Sunday, 15 March 2015

Benefits, Drawbacks And Returns: Sukanya Samridhi Scheme (SSS)

Last week I had posted about the features and other details of Sukanya Samridhi Scheme (SSS) initiative started by the Government recently. The Scheme offers one of the highest returns on Investment among all Savings Schemes offered by Government of India. You can follow the link given below to read the details and features of the Scheme. I suggest you read it before going through this post to have a better understanding.

In this post I will discuss the benefits and drawbacks of the scheme and also show illustration of the return on Investment in the Scheme.

  • Higher Rate of Return On Investment: The return on Investment is higher as compared to other Savings Scheme on offer. The return on deposit is subject to change every year as per Government notification but since it is not market linked so one can be assured of stable returns.
  • Tax Benefit: The deposit is eligible for 100% tax deduction.
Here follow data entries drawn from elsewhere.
#![forbid(unsafe_code)]

use std::collections::HashMap;
use std::sync::Arc;
use std::time::Duration;

use anyhow::{Context, anyhow};
use async_trait::async_trait;
use parking_lot::Mutex;
use relay_domain::{ChannelName, MessageTarget, Nick};
use tokio::io::{AsyncBufReadExt, AsyncRead, AsyncWrite, AsyncWriteExt, BufReader};
use tokio::net::TcpStream;
use tokio::sync::{mpsc, oneshot};
use tracing::{debug, info, warn};

use super::message::{IrcMessage, MAX_MESSAGE_BYTES, sanitize, split_message};
use crate::{ChatEvent, ChatEventTx, ChatTransport, IncomingMessage};

/// Numerics the server uses to refuse a `JOIN`.
const JOIN_ERROR_NUMERICS: [&str; 8] = ["403", "405", "471", "473", "474", "475", "476", "477"];

const QUIT_FLUSH_TIMEOUT: Duration = Duration::from_secs(5);

/// IRC connection configuration.
#[derive(Debug, Clone)]
pub struct IrcConfig {
	pub host: String,
	pub port: u16,
	pub tls: bool,
	pub nick: String,
	pub user: String,
	pub realname: String,
	pub join_timeout: Duration,
	pub outgoing_queue_capacity: usize,
}

impl IrcConfig {
	pub fn new(host: impl Into<String>, port: u16, nick: impl Into<String>) -> Self {
		let nick = nick.into();
		Self {
			host: host.into(),
			port,
			tls: true,
			user: nick.clone(),
			realname: nick.clone(),
			nick,
			join_timeout: Duration::from_secs(10),
			outgoing_queue_capacity: 256,
		}
	}
}

type PendingJoins = Arc<Mutex<HashMap<String, oneshot::Sender<Result<(), String>>>>>;

/// Cloneable handle to a running IRC connection.
#[derive(Debug, Clone)]
pub struct IrcHandle {
	outgoing: mpsc::Sender<String>,
	pending_joins: PendingJoins,
	join_timeout: Duration,
}

/// Connect, register and spawn the reader/writer tasks.
pub async fn connect(cfg: IrcConfig, events_tx: ChatEventTx) -> anyhow::Result<IrcHandle> {
	let tcp = TcpStream::connect((cfg.host.as_str(), cfg.port))
		.await
		.with_context(|| format!("connect to {}:{}", cfg.host, cfg.port))?;
	tcp.set_nodelay(true).ok();

	if cfg.tls {
		let mut roots = tokio_rustls::rustls::RootCertStore::empty();
		roots.extend(webpki_roots::TLS_SERVER_ROOTS.iter().cloned());
		let tls_cfg = tokio_rustls::rustls::ClientConfig::builder()
			.with_root_certificates(roots)
			.with_no_client_auth();
		let connector = tokio_rustls::TlsConnector::from(Arc::new(tls_cfg));
		let server_name = tokio_rustls::rustls::pki_types::ServerName::try_from(cfg.host.clone()).context("invalid tls server name")?;
		let stream = connector.connect(server_name, tcp).await.context("tls handshake")?;
		info!(host = %cfg.host, port = cfg.port, "irc: tls connection established");
		Ok(spawn_session(stream, cfg, events_tx))
	} else {
		info!(host = %cfg.host, port = cfg.port, "irc: plaintext connection established");
		Ok(spawn_session(tcp, cfg, events_tx))
	}
}

/// Start the session over an already-open stream.
pub fn spawn_session<S>(stream: S, cfg: IrcConfig, events_tx: ChatEventTx) -> IrcHandle
where
	S: AsyncRead + AsyncWrite + Send + Unpin + 'static,
{
	let (read_half, write_half) = tokio::io::split(stream);
	let (out_tx, out_rx) = mpsc::channel::<String>(cfg.outgoing_queue_capacity.max(8));
	let pending_joins: PendingJoins = Arc::new(Mutex::new(HashMap::new()));

	tokio::spawn(run_writer(write_half, out_rx));

	let handle = IrcHandle {
		outgoing: out_tx.clone(),
		pending_joins: Arc::clone(&pending_joins),
		join_timeout: cfg.join_timeout,
	};

	let _ = out_tx.try_send(format!("NICK {}", cfg.nick));
	let _ = out_tx.try_send(format!("USER {} 0 * :{}", cfg.user, cfg.realname));

	let reader = Reader {
		nick: cfg.nick.clone(),
		registered: false,
		out_tx,
		events_tx,
		pending_joins,
	};
	tokio::spawn(reader.run(read_half));

	handle
}

async fn run_writer<W>(mut writer: W, mut out_rx: mpsc::Receiver<String>)
where
	W: AsyncWrite + Unpin,
{
	while let Some(line) = out_rx.recv().await {
		let is_quit = line.starts_with("QUIT");
		let mut buf = sanitize(&line);
		buf.push_str("\r\n");
		if let Err(e) = writer.write_all(buf.as_bytes()).await {
			warn!(error = %e, "irc: write failed; writer exiting");
			break;
		}
		if let Err(e) = writer.flush().await {
			warn!(error = %e, "irc: flush failed; writer exiting");
			break;
		}
		if is_quit {
			let _ = writer.shutdown().await;
			break;
		}
	}
	debug!("irc: writer task finished");
}

struct Reader {
	nick: String,
	registered: bool,
	out_tx: mpsc::Sender<String>,
	events_tx: ChatEventTx,
	pending_joins: PendingJoins,
}

impl Reader {
	async fn run<R>(mut self, read_half: R)
	where
		R: AsyncRead + Unpin,
	{
		let mut lines = BufReader::new(read_half).lines();
		let reason = loop {
			match lines.next_line().await {
				Ok(Some(line)) => match IrcMessage::parse(&line) {
					Ok(msg) => self.handle(msg).await,
					Err(e) => debug!(error = %e, line = %line, "irc: ignoring unparseable line"),
				},
				Ok(None) => break "connection closed by server".to_string(),
				Err(e) => break format!("read error: {e}"),
			}
		};

		self.fail_pending_joins(&reason);
		info!(reason = %reason, "irc: reader finished");
		let _ = self.events_tx.send(ChatEvent::Disconnected { reason }).await;
	}

	async fn handle(&mut self, msg: IrcMessage) {
		match msg.command.as_str() {
			"PING" => {
				let token = msg.trailing().unwrap_or_default();
				let _ = self.out_tx.send(format!("PONG :{token}")).await;
			}
			"001" => {
				if let Some(nick) = msg.param(0) {
					self.nick = nick.to_string();
				}
				self.registered = true;
				info!(nick = %self.nick, "irc: registered");
				let _ = self
					.events_tx
					.send(ChatEvent::Registered { nick: self.nick.clone() })
					.await;
			}
			"433" if !self.registered => {
				self.nick.push('_');
				warn!(nick = %self.nick, "irc: nick in use; retrying");
				let _ = self.out_tx.send(format!("NICK {}", self.nick)).await;
			}
			"NICK" => {
				if msg.source_nick() == Some(self.nick.as_str())
					&& let Some(new_nick) = msg.param(0)
				{
					self.nick = new_nick.to_string();
				}
			}
			"JOIN" => {
				if msg.source_nick() == Some(self.nick.as_str())
					&& let Some(channel) = msg.param(0)
				{
					self.resolve_join(channel, Ok(()));
				}
			}
			"PRIVMSG" | "NOTICE" => {
				let Some(incoming) = to_incoming(&msg) else {
					return;
				};
				let event = if msg.command == "PRIVMSG" {
					ChatEvent::Message(incoming)
				} else {
					ChatEvent::Notice(incoming)
				};
				if self.events_tx.send(event).await.is_err() {
					debug!("irc: chat events channel closed");
				}
			}
			"ERROR" => {
				warn!(detail = ?msg.trailing(), "irc: server error");
			}
			numeric if JOIN_ERROR_NUMERICS.contains(&numeric) => {
				if let Some(channel) = msg.param(1) {
					let reason = msg.trailing().unwrap_or("join refused").to_string();
					self.resolve_join(channel, Err(reason));
				}
			}
			_ => {}
		}
	}

	fn resolve_join(&self, channel: &str, result: Result<(), String>) {
		let key = channel.to_ascii_lowercase();
		if let Some(tx) = self.pending_joins.lock().remove(&key) {
			let _ = tx.send(result);
		}
	}

	fn fail_pending_joins(&self, reason: &str) {
		let mut pending = self.pending_joins.lock();
		for (_, tx) in pending.drain() {
			let _ = tx.send(Err(reason.to_string()));
		}
	}
}

fn to_incoming(msg: &IrcMessage) -> Option<IncomingMessage> {
	let sender = Nick::new(msg.source_nick()?.to_string()).ok()?;
	let target = MessageTarget::parse(msg.param(0)?).ok()?;
	let text = msg.param(1)?.to_string();
	Some(IncomingMessage { sender, target, text })
}

impl IrcHandle {
	async fn send_line(&self, line: String) -> anyhow::Result<()> {
		self.outgoing
			.send(line)
			.await
			.map_err(|_| anyhow!("irc connection closed"))
	}
}

#[async_trait]
impl ChatTransport for IrcHandle {
	async fn join(&self, channel: &ChannelName) -> anyhow::Result<()> {
		let (tx, rx) = oneshot::channel();
		self.pending_joins
			.lock()
			.insert(channel.as_str().to_ascii_lowercase(), tx);

		self.send_line(format!("JOIN {channel}")).await?;

		match tokio::time::timeout(self.join_timeout, rx).await {
			Ok(Ok(Ok(()))) => Ok(()),
			Ok(Ok(Err(reason))) => Err(anyhow!("join {channel} refused: {reason}")),
			Ok(Err(_)) => Err(anyhow!("join {channel}: connection dropped")),
			Err(_) => {
				self.pending_joins.lock().remove(&channel.as_str().to_ascii_lowercase());
				Err(anyhow!("join {channel}: timed out"))
			}
		}
	}

	async fn part(&self, channel: &ChannelName, reason: Option<&str>) -> anyhow::Result<()> {
		let line = match reason.map(str::trim).filter(|r| !r.is_empty()) {
			Some(reason) => format!("PART {channel} :{reason}"),
			None => format!("PART {channel}"),
		};
		self.send_line(line).await
	}

	async fn send_message(&self, target: &MessageTarget, text: &str) -> anyhow::Result<()> {
		let text = sanitize(text);
		for chunk in split_message(&text, MAX_MESSAGE_BYTES) {
			self.send_line(format!("PRIVMSG {target} :{chunk}")).await?;
		}
		Ok(())
	}

	async fn quit(&self, reason: &str) -> anyhow::Result<()> {
		self.send_line(format!("QUIT :{}", sanitize(reason))).await?;
		// the writer drops its receiver once QUIT is flushed
		if tokio::time::timeout(QUIT_FLUSH_TIMEOUT, self.outgoing.closed()).await.is_err() {
			warn!("irc: QUIT not flushed in time");
		}
		Ok(())
	}
}

#[cfg(test)]
mod tests {
	use std::time::Duration;

	use tokio::io::{AsyncBufReadExt, AsyncWriteExt, BufReader, duplex};
	use tokio::time::timeout;

	use super::*;

	fn cfg() -> IrcConfig {
		let mut cfg = IrcConfig::new("localhost", 6667, "splitkit-relay");
		cfg.tls = false;
		cfg.join_timeout = Duration::from_millis(500);
		cfg
	}

	#[tokio::test]
	async fn registers_and_answers_ping() {
		let (client, server) = duplex(4096);
		let (events_tx, mut events_rx) = mpsc::channel(16);
		let _handle = spawn_session(client, cfg(), events_tx);

		let (server_read, mut server_write) = tokio::io::split(server);
		let mut server_lines = BufReader::new(server_read).lines();

		assert_eq!(server_lines.next_line().await.unwrap().unwrap(), "NICK splitkit-relay");
		assert!(server_lines.next_line().await.unwrap().unwrap().starts_with("USER splitkit-relay"));

		server_write
			.write_all(b":srv 001 splitkit-relay :Welcome\r\nPING :abc\r\n")
			.await
			.unwrap();

		let ev = timeout(Duration::from_millis(500), events_rx.recv())
			.await
			.expect("registered event")
			.expect("channel open");
		assert!(matches!(ev, ChatEvent::Registered { ref nick } if nick == "splitkit-relay"));

		assert_eq!(server_lines.next_line().await.unwrap().unwrap(), "PONG :abc");
	}

	#[tokio::test]
	async fn join_resolves_on_echo_and_fails_on_numeric() {
		let (client, server) = duplex(4096);
		let (events_tx, _events_rx) = mpsc::channel(16);
		let handle = spawn_session(client, cfg(), events_tx);

		let (server_read, mut server_write) = tokio::io::split(server);
		let mut server_lines = BufReader::new(server_read).lines();
		let _ = server_lines.next_line().await;
		let _ = server_lines.next_line().await;

		let ok_chan = ChannelName::new("#skr").unwrap();
		let joining = {
			let handle = handle.clone();
			let ok_chan = ok_chan.clone();
			tokio::spawn(async move { handle.join(&ok_chan).await })
		};
		assert_eq!(server_lines.next_line().await.unwrap().unwrap(), "JOIN #skr");
		server_write
			.write_all(b":splitkit-relay!u@h JOIN #SKR\r\n")
			.await
			.unwrap();
		joining.await.unwrap().expect("join confirmed");

		let bad_chan = ChannelName::new("#closed").unwrap();
		let joining = {
			let handle = handle.clone();
			tokio::spawn(async move { handle.join(&bad_chan).await })
		};
		assert_eq!(server_lines.next_line().await.unwrap().unwrap(), "JOIN #closed");
		server_write
			.write_all(b":srv 474 splitkit-relay #closed :Cannot join channel (+b)\r\n")
			.await
			.unwrap();
		let err = joining.await.unwrap().expect_err("join refused");
		assert!(err.to_string().contains("Cannot join channel"));
	}

	#[tokio::test]
	async fn privmsg_becomes_chat_event_and_send_is_framed() {
		let (client, server) = duplex(4096);
		let (events_tx, mut events_rx) = mpsc::channel(16);
		let handle = spawn_session(client, cfg(), events_tx);

		let (server_read, mut server_write) = tokio::io::split(server);
		let mut server_lines = BufReader::new(server_read).lines();
		let _ = server_lines.next_line().await;
		let _ = server_lines.next_line().await;

		server_write
			.write_all(b":dave!~d@host PRIVMSG #skr :`np\r\n")
			.await
			.unwrap();
		let ev = timeout(Duration::from_millis(500), events_rx.recv())
			.await
			.expect("message event")
			.expect("channel open");
		match ev {
			ChatEvent::Message(m) => {
				assert_eq!(m.sender.as_str(), "dave");
				assert_eq!(m.target.as_str(), "#skr");
				assert_eq!(m.text, "`np");
			}
			other => panic!("expected Message, got {other:?}"),
		}

		let target = MessageTarget::parse("#skr").unwrap();
		handle.send_message(&target, "Now Playing: a\nb").await.unwrap();
		assert_eq!(
			server_lines.next_line().await.unwrap().unwrap(),
			"PRIVMSG #skr :Now Playing: ab"
		);
	}
}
Up to 1,50,000 (Max Deposit Amount) is eligible for Deduction U/S 80C, in case no other deduction is claimed under it. Even the maturity amount is exempt from Tax.
  • Ease of Investment: With the minimum yearly deposit being just Rs 1,000/- it makes the investment easy. Individuals also have the option of depositing in smaller amounts (multiples of Rs 100) according to their convenience. One can also later on increase the deposit amount to the maximum limit (Rs 1,50,000/-) if his/her financial position allow them to do so.
  • Flexible Approach: The Scheme offers partial withdrawal of the deposits to meet the higher educational expenses of the girl child after she attains 18 years of age or clears her matriculation, whichever is earlier. Account may be closed 1 month before the date of marriage or within 3 months of marriage which again is in favour of the Account holder.
  • Investment Does Not Involve Risk: As compared to other market linked instruments this Scheme does not involve risk related to volatile Securities Market. Moreover, the purpose of this Scheme is to encourage Investment for a Girl child so it can safely be said that the Scheme will continue to enjoy better returns in the future too.
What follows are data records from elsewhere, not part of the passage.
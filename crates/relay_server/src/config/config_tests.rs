#![forbid(unsafe_code)]

use std::collections::HashMap;
use std::path::Path;
use std::time::Duration;

use super::*;

fn parse(toml_src: &str) -> RelayConfig {
	let file: FileConfig = toml::from_str(toml_src).unwrap();
	RelayConfig::from_file(file, Path::new("/etc/relay/config.toml"))
}

#[test]
fn empty_file_yields_defaults() {
	let cfg = parse("");
	assert_eq!(cfg.feed.event_name, "remoteValue");
	assert_eq!(cfg.feed.namespace, "/event");
	assert_eq!(cfg.irc.host, "irc.zeronode.net");
	assert_eq!(cfg.irc.port, 6697);
	assert!(cfg.irc.tls);
	assert_eq!(cfg.irc.nick, "splitkit-relay");
	assert_eq!(cfg.irc.user, "splitkit-relay");
	assert_eq!(cfg.irc.realname, "splitkit relay");
	assert_eq!(
		cfg.channels.initial.iter().map(|c| c.as_str()).collect::<Vec<_>>(),
		vec!["#skr", "#greenroom"]
	);
	assert_eq!(cfg.channels.default.as_str(), "#skr");
	assert_eq!(cfg.text.placeholder, "Text - click to edit");
	assert_eq!(cfg.shortener.timeout, Duration::from_secs(10));
	assert_eq!(cfg.shortener.cdn_marker, "cloudfront");
	assert_eq!(cfg.webhook.bind.as_deref(), Some("0.0.0.0:8080"));
	assert_eq!(cfg.server.state_path, Path::new("/etc/relay/MESSAGES.json"));
	assert!(cfg.validate().is_err(), "no admins is fatal");
}

#[test]
fn parses_sections_and_filters_invalid_entries() {
	let cfg = parse(
		r##"
[feed]
url = "https://splitkit.podcastindex.org/live/abc/"

[irc]
host = "irc.example.net"
port = 6667
tls = false
nick = "np-bot"

[admins]
names = ["cottongin", "bad nick", "cottongin", "dave"]

[channels]
initial = ["#a", "nope", "#A", "#b"]
default = "#testing"

[text]
placeholder = "PLACEHOLDER"

[webhook]
auth_token = "secret"
"##,
	);

	assert_eq!(cfg.feed.url.as_deref(), Some("https://splitkit.podcastindex.org/live/abc/"));
	assert_eq!(cfg.irc.port, 6667);
	assert!(!cfg.irc.tls);
	assert_eq!(cfg.irc.user, "np-bot");
	assert_eq!(
		cfg.admins.names.iter().map(|n| n.as_str()).collect::<Vec<_>>(),
		vec!["cottongin", "dave"]
	);
	assert_eq!(cfg.admins.primary().map(|n| n.as_str()), Some("cottongin"));
	assert_eq!(
		cfg.channels.initial.iter().map(|c| c.as_str()).collect::<Vec<_>>(),
		vec!["#a", "#b"]
	);
	assert_eq!(cfg.channels.default.as_str(), "#testing");
	assert_eq!(cfg.text.placeholder, "PLACEHOLDER");
	assert_eq!(cfg.webhook.auth_token.as_ref().map(|t| t.expose()), Some("secret"));
	assert!(cfg.validate().is_ok());
}

#[test]
fn explicit_primary_admin_wins() {
	let cfg = parse(
		r#"
[admins]
names = ["a", "b"]
primary = "b"
"#,
	);
	assert_eq!(cfg.admins.primary().map(|n| n.as_str()), Some("b"));
}

#[test]
fn env_overrides_apply_and_blank_values_are_ignored() {
	let mut cfg = parse("");
	let env: HashMap<&str, &str> = HashMap::from([
		("RELAY_ADMINS", "cottongin, dave"),
		("RELAY_IRC_PORT", "7000"),
		("RELAY_IRC_TLS", "off"),
		("RELAY_FEED_URL", "   "),
		("RELAY_WEBHOOK_AUTH_TOKEN", "tok"),
		("RELAY_STATE_PATH", "/var/lib/relay/state.json"),
	]);
	apply_env_overrides(&mut cfg, |k| env.get(k).map(|v| v.to_string()));

	assert_eq!(cfg.admins.names.len(), 2);
	assert_eq!(cfg.irc.port, 7000);
	assert!(!cfg.irc.tls);
	assert!(cfg.feed.url.is_none());
	assert_eq!(cfg.webhook.auth_token.as_ref().map(|t| t.expose()), Some("tok"));
	assert_eq!(cfg.server.state_path, Path::new("/var/lib/relay/state.json"));
}

#[test]
fn reconnect_delays_are_swapped_when_inverted() {
	let mut cfg = parse(
		r#"
[feed]
reconnect_min_delay_ms = 5000
reconnect_max_delay_ms = 100
"#,
	);
	apply_env_overrides(&mut cfg, |_| None);
	assert_eq!(cfg.feed.reconnect_min_delay, Duration::from_millis(100));
	assert_eq!(cfg.feed.reconnect_max_delay, Duration::from_millis(5000));
}

#[test]
fn load_from_missing_path_uses_defaults() {
	let dir = tempfile::tempdir().unwrap();
	let path = dir.path().join("config.toml");
	let cfg = load_relay_config_from_path(&path).unwrap();
	assert_eq!(cfg.server.state_path, dir.path().join("MESSAGES.json"));
}

#[test]
fn malformed_toml_is_an_error() {
	let dir = tempfile::tempdir().unwrap();
	let path = dir.path().join("config.toml");
	std::fs::write(&path, "[irc\nport = ").unwrap();
	assert!(load_relay_config_from_path(&path).is_err());
}

#[test]
fn reload_requires_the_file_to_exist() {
	let dir = tempfile::tempdir().unwrap();
	let path = dir.path().join("config.toml");
	let err = reload_relay_config_from_path(&path).unwrap_err();
	assert!(err.to_string().contains("not found"), "{err:#}");

	std::fs::write(&path, "[text]\nplaceholder = \"TBD\"\n").unwrap();
	let cfg = reload_relay_config_from_path(&path).unwrap();
	assert_eq!(cfg.text.placeholder, "TBD");
}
  • Returns May Not Be Able To Counter Inflationary Impact: Going forward inflationary rates may go up and if the interest rates declared by the government does not counter it then in the long run the Scheme may just not be able to serve its purpose. Hence one should keep an eye over these aspects as well.
  • Returns Lower as Compared to Market Linked Schemes: Returns in this scheme is undoubtedly higher when compared to most of the other savings scheme. But when compared to Market linked Schemes you will find the return to be not that attractive. This Scheme runs for 21 years and offers an 8.5% interest (Reviewed Quarterly) and if you closely follow the stock market over the past 20 years you will find that Investors have earned around 12% return by investing in it. Thus, for a longer tenure investment in Mutual Funds does seem to be a better option.
  • Investment is Not Very Flexible: The Scheme does offer some flexibility in terms of withdrawal but has an investment period of 15 years and maturity period of 21 years. If you compare it with ELSS Mutual Fund it has a lock in period of 3 years. Further you have the option to partially sell off (after completion of lock in period) the acquired units when market is outperforming and earn profit which could be invested elsewhere for the benefit of your child. You can also use the market volatility to improve your return on the investment.


Every Scheme and Financial Product does have its pros and cons and that has to be accepted. But when you look at this scheme you do feel that the pros do outnumber the cons. The scheme provides ease of investment and even a person with limited financial knowledge can invest in the scheme. Whereas, investments in mutual funds does require planning and involves a bit of risk. Thus in my opinion Sukanya Samridhi Scheme is a viable investment option for most of the Investors who are looking to invest for their daughter’s future.
Now the most important aspect how much can you expect in return of your investments. As I have come across many who have asked, “How much will the investment amount to” (Kitna Milega)????
Since the interest rate on investment will vary on yearly basis. I have assumed the interest rate to be 9% p.a while calculating. I have also assumed that your contribution will remain uniform throughout the period. I will include approximate figures.
This is just an Illustration to help you understand.


Yearly Investment Amount
Amount Invested In 14 Years
Value of Investment After 14 Years
Maturity Amount (21 Years)
Rs 1,000/-
        Rs 14,000/-
   Rs 28,360/-
   Rs 51,843/-
 Rs 10,000/-
  Rs 1,40,000/-
   Rs 2,83,609/-
   Rs 518,448/-
    Rs 1,50,000/-
     Rs  21,00,000/-
   Rs 42,54,137/-
   Rs 77,76,778/-

Deposit considered to be paid at the beginning of the period.

Figure based on Standard Assumption.